The transportation agency – with a history of a full bank account and empty buses—faces increased ridership at a time when a faltering economy promises to level off if not cut sales tax revenues, which account for three-fourths of Capital Metro’s funds.
None of the budget figures account for any changes that might come from ongoing talks between union drivers and mechanics and StarTran, the Capital Metro subsidiary that manages them. Talks are currently underway, but the union has been working for more than a year without a signed contract.
Capital Metro Budget Director Peggy McCallum told board members Monday that her office is planning on holding up to 20 percent of sales tax revenues in reserve to cover any budget shortfalls that might occur next year. That concerned Board Member Brewster McCracken.
“I’m concerned that we are using one-time funds to balance this budget,” he said. “A lot of this is driven by the fuel situation. And we’re already cutting back on new bus purchases. There’s not a lot of room for expansion in this budget.”
McCracken was referring to the agency’s plan to spend some $15 million in capital funds to purchase new buses, rather than using sale tax revenues for the purchases.
The 2009 budget is based on the agency’s fixed route services growing 6.11 percent, with UT Shuttle service expected to decrease 2.57 percent. Other draws on the budget will include the start-up of MetroRail in the spring and a decrease in revenues from providing service for special events due to changes in federal regulations.
Capital Metro officials are projecting a 7.67 percent increase in ridership to a projected 1.27 million riders in 2009.

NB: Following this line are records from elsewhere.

//! Build script for certgate-proto
//!
//! Compiles the agglayer protobuf definitions using tonic-build.

fn main() -> Result<(), Box<dyn std::error::Error>> {
    if std::env::var_os("PROTOC").is_none() {
        std::env::set_var("PROTOC", protoc_bin_vendored::protoc_bin_path()?);
    }

    let proto_root = "../../proto";

    let protos = [
        "agglayer/interop/types/v1/bridge_exit.proto",
        "agglayer/interop/types/v1/imported_bridge_exit.proto",
        "agglayer/interop/types/v1/aggchain.proto",
        "agglayer/node/types/v1/certificate.proto",
        "agglayer/node/types/v1/certificate_header.proto",
        "agglayer/node/types/v1/certificate_id.proto",
        "agglayer/node/v1/certificate_submission.proto",
        "agglayer/node/v1/node_state.proto",
    ];

    let proto_paths: Vec<_> = protos
        .iter()
        .map(|p| format!("{}/{}", proto_root, p))
        .collect();

    tonic_build::configure()
        .build_server(true)
        .build_client(true)
        .compile_protos(&proto_paths, &[proto_root])?;

    Ok(())
}
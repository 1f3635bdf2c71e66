//! Periodic release of held certificates.

use std::time::Duration;

use tokio::sync::watch;
use tokio::time::MissedTickBehavior;
use tracing::{debug, error, info};

use crate::metrics::MetricsHandle;
use crate::storage::{unix_timestamp_ms, GatewayStore};
use crate::upstream::UpstreamClient;

pub struct ReleaseScheduler {
    store: GatewayStore,
    upstream: UpstreamClient,
    metrics: MetricsHandle,
    tick: Duration,
}

impl ReleaseScheduler {
    pub fn new(
        store: GatewayStore,
        upstream: UpstreamClient,
        metrics: MetricsHandle,
        tick: Duration,
    ) -> Self {
        Self {
            store,
            upstream,
            metrics,
            tick,
        }
    }

    /// Tick until the shutdown signal flips. At most one tick runs at a
    /// time; a tick that overruns its interval delays the next one instead
    /// of queueing it.
    pub async fn run(self, mut shutdown: watch::Receiver<bool>) {
        info!(interval = ?self.tick, "starting certificate release scheduler");
        let mut ticker = tokio::time::interval(self.tick);
        ticker.set_missed_tick_behavior(MissedTickBehavior::Delay);
        // the first tick fires immediately; skip it so a fresh start waits
        // one full interval like every later round
        ticker.tick().await;

        loop {
            tokio::select! {
                _ = ticker.tick() => {}
                _ = shutdown.changed() => {
                    info!("release scheduler stopping");
                    return;
                }
            }
            if *shutdown.borrow() {
                info!("release scheduler stopping");
                return;
            }
            self.process_pending(&shutdown).await;
        }
    }

    /// One scheduler pass: forward every eligible record in id order,
    /// marking each processed on success. Per-record failures are logged
    /// and retried on a later tick.
    pub async fn process_pending(&self, shutdown: &watch::Receiver<bool>) {
        match self.store.get_scheduler_flag().await {
            Ok(true) => {}
            Ok(false) => {
                info!("scheduler is disabled via kill switch, skipping certificate processing");
                return;
            }
            Err(err) => {
                error!(error = %err, "failed to read scheduler status");
                return;
            }
        }

        let delay_seconds = match self.delay_seconds().await {
            Some(delay) => delay,
            None => return,
        };

        let eligible = match self
            .store
            .list_eligible(unix_timestamp_ms(), delay_seconds)
            .await
        {
            Ok(records) => records,
            Err(err) => {
                error!(error = %err, "failed to list eligible certificates");
                return;
            }
        };

        if eligible.is_empty() {
            debug!("no processable certificates found");
            return;
        }

        info!(count = eligible.len(), "found processable certificates");

        for record in eligible {
            if *shutdown.borrow() {
                info!("shutdown requested, stopping mid-batch");
                break;
            }

            match self.upstream.submit_raw(record.raw_request.clone()).await {
                Ok(_) => match self.store.mark_processed(record.id).await {
                    Ok(_) => info!(id = record.id, "certificate released upstream"),
                    Err(err) => {
                        error!(id = record.id, error = %err, "failed to mark certificate processed");
                    }
                },
                Err(status) => {
                    error!(id = record.id, error = %status, "failed to release certificate, will retry next tick");
                }
            }
        }

        self.metrics.trigger();
    }

    async fn delay_seconds(&self) -> Option<i64> {
        let raw = match self.store.get_config("delay_seconds").await {
            Ok(raw) => raw,
            Err(err) => {
                error!(error = %err, "failed to read delay configuration");
                return None;
            }
        };
        match raw.parse::<i64>() {
            Ok(delay) => Some(delay),
            Err(_) => {
                error!(value = %raw, "unparseable delay_seconds configuration");
                None
            }
        }
    }
}
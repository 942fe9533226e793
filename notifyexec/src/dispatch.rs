//! Command dispatch.
//!
//! Commands are spawned directly (never through a shell) with stdin, stdout
//! and stderr inherited from notifyexec. The child handle is dropped right
//! after spawning: nothing waits on it, nothing limits how many run at once,
//! and nothing kills it when notifyexec exits. The tokio runtime reaps
//! children that exit while it is still running.

use std::process::Stdio;

use thiserror::Error;
use tokio::process::Command;
use tracing::debug;

/// Errors that can occur while starting a command.
#[derive(Error, Debug)]
pub enum DispatchError {
    /// The OS refused to start the process (not found, permission denied, ...).
    #[error("failed to start {command}: {source}")]
    Spawn {
        command: String,
        #[source]
        source: std::io::Error,
    },
}

/// A successfully started, detached command.
#[derive(Debug, Clone, Copy, PartialEq, Eq)]
pub struct Dispatched {
    /// Process id, when the OS reports one.
    pub pid: Option<u32>,
}

/// Something that can start a command for an admitted event.
pub trait Dispatch {
    /// Starts `command` with `args` and returns without waiting for it.
    ///
    /// # Errors
    ///
    /// Returns [`DispatchError::Spawn`] if the process could not be started.
    fn dispatch(&self, command: &str, args: &[String]) -> Result<Dispatched, DispatchError>;
}

/// Spawns real processes with inherited stdio.
#[derive(Debug, Clone, Copy, Default)]
pub struct CommandDispatcher;

impl Dispatch for CommandDispatcher {
    fn dispatch(&self, command: &str, args: &[String]) -> Result<Dispatched, DispatchError> {
        let child = Command::new(command)
            .args(args)
            .stdin(Stdio::inherit())
            .stdout(Stdio::inherit())
            .stderr(Stdio::inherit())
            .kill_on_drop(false)
            .spawn()
            .map_err(|source| DispatchError::Spawn {
                command: command.to_string(),
                source,
            })?;

        let pid = child.id();
        debug!(command, ?pid, "Command started");

        // Detach: dropping the handle neither waits for nor kills the child.
        drop(child);

        Ok(Dispatched { pid })
    }
}
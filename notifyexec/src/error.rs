//! Error types for notifyexec.
//!
//! Errors fall into three groups:
//!
//! - [`ConfigError`]: bad command-line input. Fatal, reported before any
//!   watch is registered.
//! - [`WatcherError`]: watch registration or provider faults. Registration
//!   failures are fatal at startup; faults while watching end the loop.
//! - [`DispatchError`]: a command failed to start. Logged; the loop goes on.
//!
//! Nothing is retried.

use thiserror::Error;

use crate::config::ConfigError;
use crate::dispatch::DispatchError;
use crate::source::WatcherError;

/// Errors that can end a notifyexec run.
#[derive(Error, Debug)]
pub enum NotifyExecError {
    /// Configuration-related error.
    #[error("configuration error: {0}")]
    Config(#[from] ConfigError),

    /// File watching error.
    #[error("file watch error: {0}")]
    Watch(#[from] WatcherError),

    /// Command start error.
    #[error("dispatch error: {0}")]
    Dispatch(#[from] DispatchError),
}

/// A specialized `Result` type for notifyexec operations.
pub type Result<T> = std::result::Result<T, NotifyExecError>;
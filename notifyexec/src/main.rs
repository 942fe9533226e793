//! notifyexec - run a command whenever a watched directory changes.
//!
//! ```text
//! notifyexec [OPTIONS] <COMMAND> [PARAMS]...
//! ```
//!
//! Run without a command to print usage.
//!
//! # Environment Variables
//!
//! - `RUST_LOG`: log filter (default: `info`)

use std::process::ExitCode;

use anyhow::{Context, Result};
use clap::CommandFactory;
use tokio::signal;
use tracing::{error, info};
use tracing_subscriber::EnvFilter;

use notifyexec::cli::{Cli, LogFormat};
use notifyexec::config::{WatchConfig, WatchOptions};
use notifyexec::dispatch::CommandDispatcher;
use notifyexec::driver::Driver;
use notifyexec::gate::SystemClock;
use notifyexec::source::NotifySource;

fn main() -> ExitCode {
    let cli = Cli::parse_normalized();

    let Some(options) = cli.watch_options() else {
        // No command is not an error: show how to use the tool.
        if let Err(e) = Cli::command().print_help() {
            eprintln!("{e}");
        }
        return ExitCode::SUCCESS;
    };

    init_logging(cli.log_format);

    match run(options) {
        Ok(()) => ExitCode::SUCCESS,
        Err(e) => {
            error!("{e:#}");
            ExitCode::FAILURE
        }
    }
}

fn run(options: WatchOptions) -> Result<()> {
    // Validate before touching the filesystem.
    let config = WatchConfig::new(options).context("Invalid configuration")?;

    let runtime = tokio::runtime::Builder::new_multi_thread()
        .enable_all()
        .build()
        .context("Failed to create tokio runtime")?;

    runtime.block_on(watch(config))
}

async fn watch(config: WatchConfig) -> Result<()> {
    let watch_path = config.watch_path.clone();
    let mut driver = Driver::new(config, NotifySource::new(), CommandDispatcher, SystemClock);

    tokio::select! {
        result = driver.run() => {
            result.with_context(|| format!("Watch on {} failed", watch_path.display()))?;
        }
        _ = wait_for_shutdown() => {
            info!("Shutdown signal received");
        }
    }

    // Dropping the driver releases the watch on every path.
    drop(driver);
    Ok(())
}

/// Initializes the logging subsystem.
///
/// Logs go to stderr so that the commands' own stdout stays clean.
fn init_logging(format: LogFormat) {
    let filter = EnvFilter::try_from_default_env().unwrap_or_else(|_| EnvFilter::new("info"));

    let builder = tracing_subscriber::fmt()
        .with_env_filter(filter)
        .with_writer(std::io::stderr)
        .with_target(false)
        .with_level(true);

    match format {
        LogFormat::Text => builder.init(),
        LogFormat::Json => builder.json().init(),
    }
}

/// Waits for a shutdown signal (SIGINT or SIGTERM).
async fn wait_for_shutdown() {
    let ctrl_c = async {
        if let Err(e) = signal::ctrl_c().await {
            error!(error = %e, "Failed to install Ctrl+C handler");
            std::future::pending::<()>().await;
        }
    };

    #[cfg(unix)]
    let terminate = async {
        match signal::unix::signal(signal::unix::SignalKind::terminate()) {
            Ok(mut sigterm) => {
                sigterm.recv().await;
            }
            Err(e) => {
                error!(error = %e, "Failed to install SIGTERM handler");
                std::future::pending::<()>().await;
            }
        }
    };

    #[cfg(not(unix))]
    let terminate = std::future::pending::<()>();

    tokio::select! {
        _ = ctrl_c => {},
        _ = terminate => {},
    }
}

Projected revenues include $161 million in sales tax revenues and $10.3 million from passenger fares. Other income comes from freight rail (7 percent), grants (9 percent) and investment income (1 percent).
Passenger fare revenues are projected to increase from about $13 million to close to $20 million, mostly due to the fare increase to 75 cents. Sales tax revenues, which have grown steadily since 2003, are expected to be flat, with only a 3 percent increase.
On the expense side, fixed route direct costs will total $124 million and MetroRail operations will cost $6.7 million plus an additional $600,000 for fuel costs.
Beyond salaries and benefits, Capital Metro will pay $29 million for services, $22 million for purchased transportation services, $24 million for fuel and $9 million for materials and supplies.
One of the major drivers in cost increases is diesel fuel, which has grown from a little more than $1 per gallon in 2003 to a projected $3.60 per gallon in 2009, a 360 percent increase.
In addition to the $15 million for vehicle purchases, capital projects for 2009 include $4.4 million for freight rail improvements, $2.5 million for transit oriented development and rapid transit projects, and $3 million for accessibility improvements to bus stops. All of the agency’s capital projects are funded with grants and other non-tax income.
Board members approved the budget on a 7-0 vote.